[Stored data]
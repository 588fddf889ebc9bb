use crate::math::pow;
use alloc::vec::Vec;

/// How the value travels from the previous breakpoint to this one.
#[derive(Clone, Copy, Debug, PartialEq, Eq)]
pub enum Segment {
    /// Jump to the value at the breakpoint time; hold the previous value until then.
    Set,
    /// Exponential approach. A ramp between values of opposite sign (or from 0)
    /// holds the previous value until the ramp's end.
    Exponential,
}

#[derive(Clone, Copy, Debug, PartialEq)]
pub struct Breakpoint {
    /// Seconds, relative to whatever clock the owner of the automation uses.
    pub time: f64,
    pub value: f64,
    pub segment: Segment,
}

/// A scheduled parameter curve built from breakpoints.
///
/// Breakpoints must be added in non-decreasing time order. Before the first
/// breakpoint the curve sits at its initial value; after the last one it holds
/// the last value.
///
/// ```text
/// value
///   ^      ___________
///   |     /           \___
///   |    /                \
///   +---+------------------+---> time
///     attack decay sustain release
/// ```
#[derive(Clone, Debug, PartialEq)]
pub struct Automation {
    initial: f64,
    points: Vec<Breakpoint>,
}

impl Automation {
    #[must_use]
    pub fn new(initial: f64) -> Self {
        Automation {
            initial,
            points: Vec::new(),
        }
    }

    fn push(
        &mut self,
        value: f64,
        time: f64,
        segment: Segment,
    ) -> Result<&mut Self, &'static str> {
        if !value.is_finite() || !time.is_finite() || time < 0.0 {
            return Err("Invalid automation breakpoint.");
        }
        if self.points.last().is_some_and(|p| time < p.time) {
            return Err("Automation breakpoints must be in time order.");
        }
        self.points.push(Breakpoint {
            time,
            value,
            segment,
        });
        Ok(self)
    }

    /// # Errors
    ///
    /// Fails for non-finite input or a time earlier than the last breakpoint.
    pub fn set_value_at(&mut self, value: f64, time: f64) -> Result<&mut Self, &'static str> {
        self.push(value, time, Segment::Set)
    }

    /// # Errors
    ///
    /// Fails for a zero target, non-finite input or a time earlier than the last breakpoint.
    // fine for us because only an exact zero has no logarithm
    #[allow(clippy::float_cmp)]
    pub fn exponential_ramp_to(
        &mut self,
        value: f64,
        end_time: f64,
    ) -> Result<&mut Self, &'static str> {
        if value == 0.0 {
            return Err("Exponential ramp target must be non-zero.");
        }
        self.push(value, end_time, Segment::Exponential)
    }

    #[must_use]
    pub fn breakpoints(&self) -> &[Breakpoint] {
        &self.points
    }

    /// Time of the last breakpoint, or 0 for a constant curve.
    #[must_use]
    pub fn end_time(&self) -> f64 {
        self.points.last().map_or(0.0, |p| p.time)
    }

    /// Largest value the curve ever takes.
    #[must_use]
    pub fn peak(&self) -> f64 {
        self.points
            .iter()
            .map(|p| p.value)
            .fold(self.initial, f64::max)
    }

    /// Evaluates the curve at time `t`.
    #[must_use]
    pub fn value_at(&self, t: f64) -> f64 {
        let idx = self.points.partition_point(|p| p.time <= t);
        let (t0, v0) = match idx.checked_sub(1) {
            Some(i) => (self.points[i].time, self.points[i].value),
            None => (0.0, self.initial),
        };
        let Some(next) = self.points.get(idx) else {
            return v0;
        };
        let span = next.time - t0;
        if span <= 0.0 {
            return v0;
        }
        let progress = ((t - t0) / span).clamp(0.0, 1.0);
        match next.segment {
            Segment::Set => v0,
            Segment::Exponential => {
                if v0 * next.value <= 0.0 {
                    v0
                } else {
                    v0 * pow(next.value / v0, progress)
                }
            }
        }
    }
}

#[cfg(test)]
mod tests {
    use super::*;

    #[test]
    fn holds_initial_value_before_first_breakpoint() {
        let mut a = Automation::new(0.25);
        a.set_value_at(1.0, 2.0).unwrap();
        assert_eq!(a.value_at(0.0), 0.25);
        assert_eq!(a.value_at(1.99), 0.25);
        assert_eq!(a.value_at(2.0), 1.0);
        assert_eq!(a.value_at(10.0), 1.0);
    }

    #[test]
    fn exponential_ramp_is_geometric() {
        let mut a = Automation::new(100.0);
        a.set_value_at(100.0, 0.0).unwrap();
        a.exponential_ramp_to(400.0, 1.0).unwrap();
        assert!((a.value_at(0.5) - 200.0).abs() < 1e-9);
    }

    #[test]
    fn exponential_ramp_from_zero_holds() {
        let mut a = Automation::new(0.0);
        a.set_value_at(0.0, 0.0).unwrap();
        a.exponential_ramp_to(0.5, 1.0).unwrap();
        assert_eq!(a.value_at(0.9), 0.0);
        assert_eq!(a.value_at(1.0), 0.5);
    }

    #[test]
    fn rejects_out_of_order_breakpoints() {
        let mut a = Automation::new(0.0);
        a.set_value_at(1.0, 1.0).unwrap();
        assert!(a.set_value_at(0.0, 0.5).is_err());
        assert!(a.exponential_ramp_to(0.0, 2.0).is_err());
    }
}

==

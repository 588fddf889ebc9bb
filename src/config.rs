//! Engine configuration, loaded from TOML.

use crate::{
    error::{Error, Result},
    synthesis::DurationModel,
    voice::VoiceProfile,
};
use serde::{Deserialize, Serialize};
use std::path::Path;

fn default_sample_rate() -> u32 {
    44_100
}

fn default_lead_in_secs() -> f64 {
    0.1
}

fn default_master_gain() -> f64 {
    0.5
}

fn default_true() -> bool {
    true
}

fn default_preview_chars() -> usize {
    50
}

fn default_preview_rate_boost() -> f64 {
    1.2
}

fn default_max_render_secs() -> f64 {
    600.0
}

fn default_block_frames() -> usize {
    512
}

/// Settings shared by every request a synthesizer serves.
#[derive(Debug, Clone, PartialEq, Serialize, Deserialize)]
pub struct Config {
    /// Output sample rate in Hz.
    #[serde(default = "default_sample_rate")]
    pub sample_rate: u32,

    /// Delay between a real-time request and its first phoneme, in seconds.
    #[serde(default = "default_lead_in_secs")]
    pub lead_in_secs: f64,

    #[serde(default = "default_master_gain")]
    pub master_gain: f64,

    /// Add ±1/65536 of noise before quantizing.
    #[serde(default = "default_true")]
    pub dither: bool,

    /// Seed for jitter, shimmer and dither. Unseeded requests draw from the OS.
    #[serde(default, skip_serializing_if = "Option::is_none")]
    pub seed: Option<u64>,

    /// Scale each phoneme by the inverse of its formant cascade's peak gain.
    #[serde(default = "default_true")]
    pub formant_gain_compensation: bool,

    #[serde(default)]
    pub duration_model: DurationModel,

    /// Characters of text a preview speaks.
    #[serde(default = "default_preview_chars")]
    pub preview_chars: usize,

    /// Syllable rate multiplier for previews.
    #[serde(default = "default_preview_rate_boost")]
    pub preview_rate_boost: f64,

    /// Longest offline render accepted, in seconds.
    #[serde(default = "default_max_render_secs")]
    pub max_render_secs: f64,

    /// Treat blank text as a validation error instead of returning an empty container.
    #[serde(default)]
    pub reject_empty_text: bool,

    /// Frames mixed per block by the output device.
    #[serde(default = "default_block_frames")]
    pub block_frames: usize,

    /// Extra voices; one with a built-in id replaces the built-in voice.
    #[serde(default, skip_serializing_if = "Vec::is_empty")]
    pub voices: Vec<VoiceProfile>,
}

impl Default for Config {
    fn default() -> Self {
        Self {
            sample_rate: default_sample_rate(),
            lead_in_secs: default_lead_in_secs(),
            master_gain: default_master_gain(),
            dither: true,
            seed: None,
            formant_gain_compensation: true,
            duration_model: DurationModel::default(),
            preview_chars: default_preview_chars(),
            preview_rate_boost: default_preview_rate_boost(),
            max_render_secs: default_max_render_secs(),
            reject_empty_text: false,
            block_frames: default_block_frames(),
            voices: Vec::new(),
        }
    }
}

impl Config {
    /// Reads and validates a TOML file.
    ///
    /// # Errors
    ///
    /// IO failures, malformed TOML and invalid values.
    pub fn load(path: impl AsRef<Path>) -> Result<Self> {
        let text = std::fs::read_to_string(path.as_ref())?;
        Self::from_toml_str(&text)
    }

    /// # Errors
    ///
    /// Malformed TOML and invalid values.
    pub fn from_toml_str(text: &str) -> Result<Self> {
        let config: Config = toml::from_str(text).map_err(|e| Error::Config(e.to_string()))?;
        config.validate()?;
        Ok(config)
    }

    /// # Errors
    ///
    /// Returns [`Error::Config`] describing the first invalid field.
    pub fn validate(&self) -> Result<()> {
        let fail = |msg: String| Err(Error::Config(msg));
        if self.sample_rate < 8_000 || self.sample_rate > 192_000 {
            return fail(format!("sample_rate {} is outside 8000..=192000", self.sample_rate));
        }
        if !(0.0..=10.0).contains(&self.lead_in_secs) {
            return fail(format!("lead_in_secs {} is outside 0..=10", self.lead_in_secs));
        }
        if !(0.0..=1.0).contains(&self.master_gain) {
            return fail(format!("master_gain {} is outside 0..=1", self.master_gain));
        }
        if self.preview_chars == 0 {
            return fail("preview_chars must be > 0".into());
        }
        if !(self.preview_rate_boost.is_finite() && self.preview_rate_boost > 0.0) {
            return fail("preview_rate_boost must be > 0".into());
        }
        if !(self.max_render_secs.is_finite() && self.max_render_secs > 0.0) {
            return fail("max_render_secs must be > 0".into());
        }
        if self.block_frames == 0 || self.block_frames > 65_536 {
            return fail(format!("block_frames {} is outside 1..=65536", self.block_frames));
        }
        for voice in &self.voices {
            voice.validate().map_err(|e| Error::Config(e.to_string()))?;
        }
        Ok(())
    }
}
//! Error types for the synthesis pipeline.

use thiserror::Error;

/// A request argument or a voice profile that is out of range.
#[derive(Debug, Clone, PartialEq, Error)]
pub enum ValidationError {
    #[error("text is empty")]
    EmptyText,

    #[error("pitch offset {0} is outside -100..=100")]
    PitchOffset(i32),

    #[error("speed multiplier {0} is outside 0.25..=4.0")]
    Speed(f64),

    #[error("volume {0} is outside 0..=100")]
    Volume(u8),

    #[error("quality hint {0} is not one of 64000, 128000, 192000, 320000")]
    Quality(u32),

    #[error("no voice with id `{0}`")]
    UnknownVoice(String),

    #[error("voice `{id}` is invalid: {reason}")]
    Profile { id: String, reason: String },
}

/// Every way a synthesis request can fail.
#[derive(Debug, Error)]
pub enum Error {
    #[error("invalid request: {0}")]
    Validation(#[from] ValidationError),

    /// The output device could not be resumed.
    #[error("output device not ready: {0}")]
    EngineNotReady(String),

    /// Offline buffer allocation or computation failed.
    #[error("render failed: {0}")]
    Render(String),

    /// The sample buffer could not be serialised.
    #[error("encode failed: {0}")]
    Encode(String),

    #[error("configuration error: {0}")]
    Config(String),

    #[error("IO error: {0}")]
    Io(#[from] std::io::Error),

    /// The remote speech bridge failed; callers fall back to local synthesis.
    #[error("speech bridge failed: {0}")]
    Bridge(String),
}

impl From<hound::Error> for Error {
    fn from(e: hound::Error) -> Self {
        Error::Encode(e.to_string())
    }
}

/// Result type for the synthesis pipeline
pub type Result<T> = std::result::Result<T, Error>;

Exercise directions:
What number of lines in the records hold "Fails"? Reply with that number alone.

Answer for the task:
2